Today I had a treat. Despite the clear skies, darkness still shrouds the ground and walking still involves exciting stumbles. So to walk out of the beercan, only to blink in the unexpectedly blinding light was a bit of a surprise. Full, fat and glorious, the moon had risen directly ahead of me, casting a brilliant, yet unobserved, light on our world. I cannot quite describe how it changes the landscape. In a white world, the moon has more power than on any other pallet. She was a pale gold, but her mantle was a deep, sepia brilliance, a blinding honey colour, and on the ground, suddenly the sastrugi were lit in bright, cold silver. It was brilliant enough to send my moonshadow stretching for many spans across the snow. Walking to work was now as easy as in the summer sun, each fold of snow glowing bright under the moon's considerate gaze. Stunning, lovely place I work in...

In other news, last night involved some colour and fun. After a mostly uneventful, successful work week, a few of us were having beers in the galley yesterday evening. Jarrad, a big red-headed kiwi fella, and a few of the other kiwis and Aussies were reminiscing about a few of the more enjoyable pub/rugby practical jokes that we had observed over the years. Jarrad quickly eyes me and says 'how are your reflexes?' I knew this spelled trouble, but since this one wasn't familiar, figured I'd allow myself to be the court's jester. A couple of minutes later, I was deposited on the table,sitting with a foot at either corner on the edge, holding a very large galley ladle in one hand. The trick, Jarrad tells me is as so: he poured ( a sizable amount) of beer on the table between my knees and said, holding a bunched up teatowel in hand - 'You have to hit me with the ladle, before I can wipe all the beer up'. Easy. *sigh*. As he shouted go, and I brandished the ladle, he dropped the teatowel, grabbed my ankles and yanked me forwards off the table - so i wiped up the beer with my butt.
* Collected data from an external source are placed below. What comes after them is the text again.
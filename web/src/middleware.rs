//! Request tracking middleware.
//!
//! Every request gets a correlation id: the client's `X-Correlation-ID` if it
//! sent one, a fresh UUID otherwise. The id is echoed on the response and
//! recorded on the request span, so one booking attempt can be followed
//! through the logs.
//!
//! ```ignore
//! let app = Router::new()
//!     .route("/api/slots/", get(list_week))
//!     .layer(request_tracking_layer());
//! ```

use axum::http::{HeaderName, Request};
use tower::ServiceBuilder;
use tower::layer::util::{Identity, Stack};
use tower_http::{
    classify::{ServerErrorsAsFailures, SharedClassifier},
    request_id::{MakeRequestUuid, PropagateRequestIdLayer, RequestId, SetRequestIdLayer},
    trace::TraceLayer,
};
use tracing::Span;

/// Header carrying the correlation id.
pub const CORRELATION_ID_HEADER: HeaderName = HeaderName::from_static("x-correlation-id");

type MakeSpan = fn(&Request<axum::body::Body>) -> Span;

/// Layer stack produced by [`request_tracking_layer`].
pub type RequestTrackingLayer = Stack<
    PropagateRequestIdLayer,
    Stack<
        TraceLayer<SharedClassifier<ServerErrorsAsFailures>, MakeSpan>,
        Stack<SetRequestIdLayer<MakeRequestUuid>, Identity>,
    >,
>;

/// Assign, trace and echo the correlation id.
///
/// Order matters: the id is set before the trace span is created, so the
/// span can record it, and propagated to the response last.
#[must_use]
pub fn request_tracking_layer() -> RequestTrackingLayer {
    ServiceBuilder::new()
        .layer(SetRequestIdLayer::new(CORRELATION_ID_HEADER, MakeRequestUuid))
        .layer(TraceLayer::new_for_http().make_span_with(request_span as MakeSpan))
        .layer(PropagateRequestIdLayer::new(CORRELATION_ID_HEADER))
        .into_inner()
}

fn request_span<B>(request: &Request<B>) -> Span {
    let correlation_id = request
        .extensions()
        .get::<RequestId>()
        .and_then(|id| id.header_value().to_str().ok())
        .unwrap_or("-");

    tracing::info_span!(
        "http_request",
        correlation_id = %correlation_id,
        method = %request.method(),
        uri = %request.uri(),
    )
}

#[cfg(test)]
#[allow(clippy::unwrap_used, clippy::expect_used)]
mod tests {
    use super::*;
    use axum::{Router, body::Body, routing::get};
    use tower::ServiceExt;

    fn app() -> Router {
        Router::new()
            .route("/", get(|| async { "ok" }))
            .layer(request_tracking_layer())
    }

    #[tokio::test]
    async fn echoes_client_correlation_id() {
        let request = Request::builder()
            .uri("/")
            .header(CORRELATION_ID_HEADER, "abc-123")
            .body(Body::empty())
            .unwrap();

        let response = app().oneshot(request).await.unwrap();

        assert_eq!(response.headers()[CORRELATION_ID_HEADER], "abc-123");
    }

    #[tokio::test]
    async fn generates_correlation_id_when_absent() {
        let request = Request::builder().uri("/").body(Body::empty()).unwrap();

        let response = app().oneshot(request).await.unwrap();

        let id = response
            .headers()
            .get(CORRELATION_ID_HEADER)
            .expect("correlation id header")
            .to_str()
            .unwrap();
        assert!(uuid::Uuid::parse_str(id).is_ok());
    }
}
To the enjoyment of thirty aussies/kiwis/yanks watching, and now crying with laughter.

This started an evening of pub jokes, where we had our station doctor and one of the other scientists blindfolded and hogtied on the ground, whacking each others heads with spoons they had between their teeth - trick being only one was actually blindfolded. While when the other (untied and unblindfoled) person was meant to be hitting the poor blind sod on the head, a third person (Jarrad) had an extra spoon in hand, and winds up for a solid'crack' on the blindfolded gooses' noggin, none the wiser to the trick.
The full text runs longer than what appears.